■ **To do**
Your answer should consist of the lines below that hold the word "UnionFind".

Data extracted from a collection:
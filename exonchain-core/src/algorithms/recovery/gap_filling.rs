use log::debug;

use crate::algorithms::context::{Candidate, ChainContext, PartCandidates};
use crate::algorithms::recovery::union_find::UnionFind;
use crate::constants::{
    CODON_LENGTH, FLANK_WINDOW_DIVISOR, MISSING_AA, READING_FRAMES, START_RESIDUE, STOP_RESIDUE,
};
use crate::hit::{Hit, HitRecord};
use crate::types::OrientedSpan;

/// Searches the genome for parts of the transcript that have no hit.
pub(crate) struct GapRecovery<'c, 'a> {
    ctx: &'c ChainContext<'a>,
    hit_threshold: f64,
}

impl<'c, 'a> GapRecovery<'c, 'a> {
    pub(crate) const fn new(ctx: &'c ChainContext<'a>, hit_threshold: f64) -> Self {
        Self { ctx, hit_threshold }
    }

    /// Recover parts missing between two parts with hits. Returns the number
    /// of new candidates.
    pub(crate) fn internal_gaps(&self, hits: &mut PartCandidates) -> usize {
        let present: Vec<usize> = (0..hits.len()).filter(|&p| !hits[p].is_empty()).collect();
        let mut added = 0;
        for pair in present.windows(2) {
            let (upstream, downstream) = (pair[0], pair[1]);
            if upstream + 1 == downstream {
                continue;
            }
            let regions = self.gap_regions(&hits[upstream], &hits[downstream], downstream - upstream);
            for region in regions {
                for part in upstream + 1..downstream {
                    let found = self.align_part(region, part, "internal");
                    added += found.len();
                    hits[part].extend(found);
                }
            }
        }
        added
    }

    /// Intervals between groups of flanking hits that may belong to one
    /// gene copy.
    fn gap_regions(&self, previous: &[Candidate], current: &[Candidate], parts: usize) -> Vec<OrientedSpan> {
        let limit = parts as i64 * self.ctx.scoring.max_intron_length;
        let offset = current.len();
        let mut sets = UnionFind::new(offset + previous.len());
        for (a, next) in current.iter().enumerate() {
            for (b, before) in previous.iter().enumerate() {
                let distance = next.span.start - before.span.end;
                if distance >= 0 && distance < limit {
                    sets.union(a, offset + b);
                }
            }
        }

        sets.components()
            .into_iter()
            .filter_map(|members| {
                let end = members
                    .iter()
                    .filter(|&&m| m >= offset)
                    .map(|&m| previous[m - offset].span.end)
                    .min()?;
                let start = members
                    .iter()
                    .filter(|&&m| m < offset)
                    .map(|&m| current[m].span.start)
                    .max()?;
                (start > end).then_some(OrientedSpan::new(end, start))
            })
            .collect()
    }

    /// Recover the parts before the first part with hits.
    pub(crate) fn leading_parts(&self, hits: &mut PartCandidates) -> usize {
        let Some(first) = hits.iter().position(|list| !list.is_empty()) else {
            return 0;
        };
        let window = self.flank_window();
        let mut anchors = Vec::new();
        let mut scale = 0;
        let mut added = 0;
        for index in (1..=first).rev() {
            if hits[index].is_empty() {
                scale += 1;
            } else {
                anchors = hits[index].iter().map(|c| c.span.start).collect();
                anchors.sort_unstable();
                scale = 1;
            }
            for (lowest, highest) in clusters(&anchors, window) {
                let region = self.clamp(lowest - scale * window, highest);
                let found = self.align_part(region, index - 1, "upstream");
                added += found.len();
                hits[index - 1].extend(found);
            }
        }
        added
    }

    /// Recover the parts after the last part with hits.
    pub(crate) fn trailing_parts(&self, hits: &mut PartCandidates) -> usize {
        let Some(last) = hits.iter().rposition(|list| !list.is_empty()) else {
            return 0;
        };
        let window = self.flank_window();
        let mut anchors = Vec::new();
        let mut scale = 0;
        let mut added = 0;
        for index in last..hits.len() - 1 {
            if hits[index].is_empty() {
                scale += 1;
            } else {
                anchors = hits[index].iter().map(|c| c.span.end).collect();
                anchors.sort_unstable();
                scale = 1;
            }
            for (lowest, highest) in clusters(&anchors, window) {
                let region = self.clamp(lowest, highest + scale * window);
                let found = self.align_part(region, index + 1, "downstream");
                added += found.len();
                hits[index + 1].extend(found);
            }
        }
        added
    }

    fn flank_window(&self) -> i64 {
        self.ctx.scoring.max_intron_length / FLANK_WINDOW_DIVISOR
    }

    fn clamp(&self, start: i64, end: i64) -> OrientedSpan {
        let start = start.max(0);
        OrientedSpan::new(start, end.min(self.ctx.contig.len()).max(start))
    }

    /// Local realignment of one part against every stop-free segment of the
    /// three reading frames of `region`.
    pub(crate) fn align_part(&self, region: OrientedSpan, part: usize, source: &str) -> Vec<Candidate> {
        let ctx = self.ctx;
        let contig = ctx.contig;
        let protein = ctx.transcript.part(part).protein.as_bytes();
        let find_start = part == 0 && protein.first() == Some(&START_RESIDUE);
        let keeps_stop = part + 1 == ctx.parts();
        let dna = contig.fetch(region.start, region.end);

        let mut best = 0_i64;
        let mut found: Vec<Hit> = Vec::new();
        for frame in 0..READING_FRAMES {
            if dna.len() < frame + CODON_LENGTH as usize {
                continue;
            }
            let translation = ctx.code.translate_lenient(&dna[frame..]);
            let pieces: Vec<usize> = translation
                .split(|&r| r == STOP_RESIDUE)
                .map(<[u8]>::len)
                .collect();
            let mut offset = 0;
            for (n, &length) in pieces.iter().enumerate() {
                let closed = n + 1 < pieces.len();
                let segment_start = offset;
                let segment = &translation[offset..offset + length + usize::from(closed && keeps_stop)];
                offset += length + usize::from(closed);

                if segment.is_empty()
                    || (find_start
                        && protein.len() <= 2 * MISSING_AA
                        && !segment.contains(&START_RESIDUE))
                {
                    continue;
                }

                let alignment = ctx.aligner.local(protein, segment);
                if alignment.score <= 0 || (alignment.score as f64) < self.hit_threshold * best as f64 {
                    continue;
                }
                if find_start {
                    let methionine = segment.iter().position(|&r| r == START_RESIDUE);
                    if alignment.x_start <= MISSING_AA
                        && !methionine.is_some_and(|m| m < alignment.y_end)
                    {
                        continue;
                    }
                }

                let start = region.start
                    + frame as i64
                    + CODON_LENGTH * (segment_start + alignment.y_start) as i64;
                let span = OrientedSpan::new(
                    start,
                    start + CODON_LENGTH * (alignment.y_end - alignment.y_start) as i64,
                );
                let (genomic_start, genomic_end) = contig.to_genomic(span);
                let (target_start, target_end) = if contig.is_forward() {
                    (genomic_start, genomic_end)
                } else {
                    (genomic_end, genomic_start)
                };
                let record = HitRecord {
                    part,
                    contig: contig.id().to_string(),
                    target_start,
                    target_end,
                    query_start: alignment.x_start + 1,
                    query_end: alignment.x_end,
                    query_length: protein.len(),
                    score: alignment.score,
                    aligned_query: String::from_utf8_lossy(&alignment.aligned_x).into_owned(),
                    aligned_target: String::from_utf8_lossy(&alignment.aligned_y).into_owned(),
                };
                match Hit::from_record(record) {
                    Ok(mut hit) => {
                        hit.add_note(format!("recovered {source}"));
                        best = best.max(hit.score);
                        found.push(hit);
                    }
                    Err(error) => debug!("Skipping recovered alignment: {error}"),
                }
            }
        }

        found.retain(|hit| hit.score as f64 >= self.hit_threshold * best as f64);
        if !found.is_empty() {
            debug!(
                "Recovered {} candidates for part {} ({source}) in {}..{}",
                found.len(),
                part,
                region.start,
                region.end
            );
        }
        found
            .into_iter()
            .filter_map(|hit| Candidate::new(hit, contig).ok())
            .collect()
    }
}

/// Sorted positions grouped where consecutive ones are at most `window`
/// apart, as `(lowest, highest)` pairs.
fn clusters(sorted: &[i64], window: i64) -> Vec<(i64, i64)> {
    let mut groups = Vec::new();
    let mut iter = sorted.iter().copied();
    let Some(first) = iter.next() else {
        return groups;
    };
    let (mut lowest, mut highest) = (first, first);
    for position in iter {
        if position - highest > window {
            groups.push((lowest, highest));
            lowest = position;
        }
        highest = position;
    }
    groups.push((lowest, highest));
    groups
}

■ **Written solution**
use crate::algorithms::recovery::union_find::UnionFind;
        let mut sets = UnionFind::new(offset + previous.len());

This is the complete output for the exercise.